The noise occurs mostly in parking lots at parking lot speeds. When I got over rough pavement or speed bumps, I get a clunking noise in the front drivers side wheel well. It sounds as if something is broken or loose at the top of the strut, right at the top of the strut tower. I do not hear the noise on smooth roads or at highway speeds. I can get it to happen in certain parking lots, but the dealer would not go to those places.
Recently I started to get another noise out of the same area. When I back down my driveway (slight down hill grade) and I get towards the bottom, I turn the steering wheel clockwise almost all the way so that I back to the right and can pull out to the left. When I get to the bottom at full turn, I hear a loud clunk and I can feel the car shift around a bit. I can repeat this over and over by pulling back in and then backing out again. It only does it when I back up to the right, not to the left. Today, It did it again but I was on a flat surface, which I had not noticed before. I backed to the right, turned the wheels fully to the right, and it clunks. It also clunked two more times when I shifted into first and started to pull forward out of the turn, almost like it was hanging up on something.

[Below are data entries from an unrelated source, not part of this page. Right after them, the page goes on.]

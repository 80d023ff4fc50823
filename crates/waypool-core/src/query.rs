//! Query and pagination types for ride search.
//!
//! A [`RideQuery`] is a conjunction of optional filter dimensions: an
//! absent dimension imposes no constraint. Status defaults are deliberately
//! NOT applied here — a browse context wants open rides, a history context
//! wants terminal ones, and only the caller knows which it is.

use chrono::{DateTime, NaiveDate, TimeDelta, Utc};

use crate::{
  geo::GeoCircle,
  ride::{Location, Ride, RideStatus, VehicleType},
};

// ─── Place filter ────────────────────────────────────────────────────────────

/// Geo filter on one ride endpoint. The circle form is the real spatial
/// predicate; the address form is the degraded fallback used when no
/// coordinates could be obtained — a case-insensitive substring match on
/// the stored address text, not a geo match.
#[derive(Debug, Clone, PartialEq)]
pub enum PlaceFilter {
  Within(GeoCircle),
  AddressContains(String),
}

impl PlaceFilter {
  pub fn matches(&self, place: &Location) -> bool {
    match self {
      Self::Within(circle) => circle.contains(place.lat, place.lng),
      Self::AddressContains(needle) => place
        .address
        .to_lowercase()
        .contains(&needle.to_lowercase()),
    }
  }
}

// ─── RideQuery ───────────────────────────────────────────────────────────────

/// Parameters for [`crate::store::RideStore::search`]. All dimensions are
/// ANDed.
#[derive(Debug, Clone, Default)]
pub struct RideQuery {
  pub vehicle_type: Option<VehicleType>,
  /// Match any of these statuses. Empty means unconstrained.
  pub statuses:     Vec<RideStatus>,
  /// `available_seats >= min_seats`.
  pub min_seats:    Option<u32>,
  /// `price_per_seat <= max_price`, inclusive.
  pub max_price:    Option<f64>,
  /// Single UTC calendar day, both boundaries inclusive. Takes precedence
  /// over `from_date`/`to_date` when both are supplied.
  pub on_date:      Option<NaiveDate>,
  pub from_date:    Option<DateTime<Utc>>,
  pub to_date:      Option<DateTime<Utc>>,
  pub source:       Option<PlaceFilter>,
  pub destination:  Option<PlaceFilter>,
}

impl RideQuery {
  /// Resolve the date dimensions into one closed/open window.
  /// Returns `(lower, upper)`, either bound possibly absent.
  pub fn date_window(&self) -> (Option<DateTime<Utc>>, Option<DateTime<Utc>>) {
    if let Some(day) = self.on_date {
      let start = day
        .and_hms_opt(0, 0, 0)
        .map(|t| t.and_utc());
      // Last representable instant of the day at millisecond granularity.
      let end = day
        .and_hms_opt(0, 0, 0)
        .map(|t| t.and_utc() + TimeDelta::days(1) - TimeDelta::milliseconds(1));
      return (start, end);
    }
    (self.from_date, self.to_date)
  }

  /// Full predicate evaluation against one ride. Storage backends are free
  /// to push whatever dimensions they can into their query language, but
  /// this is the semantics they must agree with.
  pub fn matches(&self, ride: &Ride) -> bool {
    if let Some(vt) = self.vehicle_type
      && ride.vehicle_type != vt
    {
      return false;
    }
    if !self.statuses.is_empty() && !self.statuses.contains(&ride.status) {
      return false;
    }
    if let Some(min) = self.min_seats
      && ride.available_seats < min
    {
      return false;
    }
    if let Some(max) = self.max_price
      && ride.price_per_seat > max
    {
      return false;
    }
    let (lower, upper) = self.date_window();
    if let Some(lo) = lower
      && ride.date < lo
    {
      return false;
    }
    if let Some(hi) = upper
      && ride.date > hi
    {
      return false;
    }
    if let Some(f) = &self.source
      && !f.matches(&ride.source)
    {
      return false;
    }
    if let Some(f) = &self.destination
      && !f.matches(&ride.destination)
    {
      return false;
    }
    true
  }
}

// ─── Pagination ──────────────────────────────────────────────────────────────

/// 1-based page selection. `limit` is clamped to 1..=50.
#[derive(Debug, Clone, Copy, PartialEq, Eq)]
pub struct Pagination {
  page:  u32,
  limit: u32,
}

impl Pagination {
  pub const DEFAULT_LIMIT: u32 = 10;
  pub const MAX_LIMIT: u32 = 50;

  pub fn new(page: Option<u32>, limit: Option<u32>) -> Self {
    Self {
      page:  page.unwrap_or(1).max(1),
      limit: limit.unwrap_or(Self::DEFAULT_LIMIT).clamp(1, Self::MAX_LIMIT),
    }
  }

  pub fn page(&self) -> u32 { self.page }

  pub fn limit(&self) -> u32 { self.limit }

  pub fn skip(&self) -> usize {
    (self.page as usize - 1) * self.limit as usize
  }
}

impl Default for Pagination {
  fn default() -> Self { Self::new(None, None) }
}

// ─── Page ────────────────────────────────────────────────────────────────────

/// One page of a sorted result set, with the total match count across all
/// pages.
#[derive(Debug, Clone)]
pub struct Page<T> {
  pub items:    Vec<T>,
  pub page:     u32,
  pub limit:    u32,
  pub total:    usize,
  pub has_more: bool,
}

impl<T> Page<T> {
  /// Slice `matched` (already filtered and sorted) down to the requested
  /// window.
  pub fn from_matches(matched: Vec<T>, pagination: Pagination) -> Self {
    let total = matched.len();
    let items: Vec<T> = matched
      .into_iter()
      .skip(pagination.skip())
      .take(pagination.limit() as usize)
      .collect();
    let has_more = pagination.skip() + items.len() < total;
    Self {
      items,
      page: pagination.page(),
      limit: pagination.limit(),
      total,
      has_more,
    }
  }
}

#[cfg(test)]
mod tests {
  use super::*;

  #[test]
  fn pagination_defaults_and_clamps() {
    let p = Pagination::default();
    assert_eq!((p.page(), p.limit()), (1, 10));

    let p = Pagination::new(Some(0), Some(0));
    assert_eq!((p.page(), p.limit()), (1, 1));

    let p = Pagination::new(Some(3), Some(500));
    assert_eq!((p.page(), p.limit()), (3, 50));
    assert_eq!(p.skip(), 100);
  }

  #[test]
  fn single_day_window_takes_precedence_over_range() {
    let q = RideQuery {
      on_date: Some(NaiveDate::from_ymd_opt(2024, 6, 15).unwrap()),
      from_date: Some("2020-01-01T00:00:00Z".parse().unwrap()),
      to_date: Some("2030-01-01T00:00:00Z".parse().unwrap()),
      ..Default::default()
    };
    let (lo, hi) = q.date_window();
    assert_eq!(lo.unwrap(), "2024-06-15T00:00:00Z".parse::<DateTime<Utc>>().unwrap());
    assert_eq!(hi.unwrap(), "2024-06-15T23:59:59.999Z".parse::<DateTime<Utc>>().unwrap());
  }

  #[test]
  fn page_from_matches_reports_has_more() {
    let page = Page::from_matches((0..25).collect(), Pagination::new(Some(2), Some(10)));
    assert_eq!(page.items, (10..20).collect::<Vec<_>>());
    assert_eq!(page.total, 25);
    assert!(page.has_more);

    let last = Page::from_matches((0..25).collect(), Pagination::new(Some(3), Some(10)));
    assert_eq!(last.items.len(), 5);
    assert!(!last.has_more);
  }

  #[test]
  fn address_filter_is_case_insensitive() {
    let f = PlaceFilter::AddressContains("indiranagar".into());
    let place = Location {
      address: "100 Feet Rd, Indiranagar, Bengaluru".into(),
      lat:     12.97,
      lng:     77.64,
    };
    assert!(f.matches(&place));
  }
}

The dealer looked at the car three times. The last time they replaced the stabilizer bar links and bushings, but it made no difference. They say everything is tight and looks normal with no leaks. I am thinking it is either a front axle or front strut that is bad, but they can't confirm. The struts are really expensive on this car, so I don't want to replace them on a whim.
Important details: This is a 6 speed manual car. Turbo 2.5L boxer 4. AWD, with 68K miles. Issue was first noticed about August 2011, seems to be getting worse recently.
What this could be. I love this car, as it is a monster in the snow, which will be flying soon, and I really don't want to be driving with something broken.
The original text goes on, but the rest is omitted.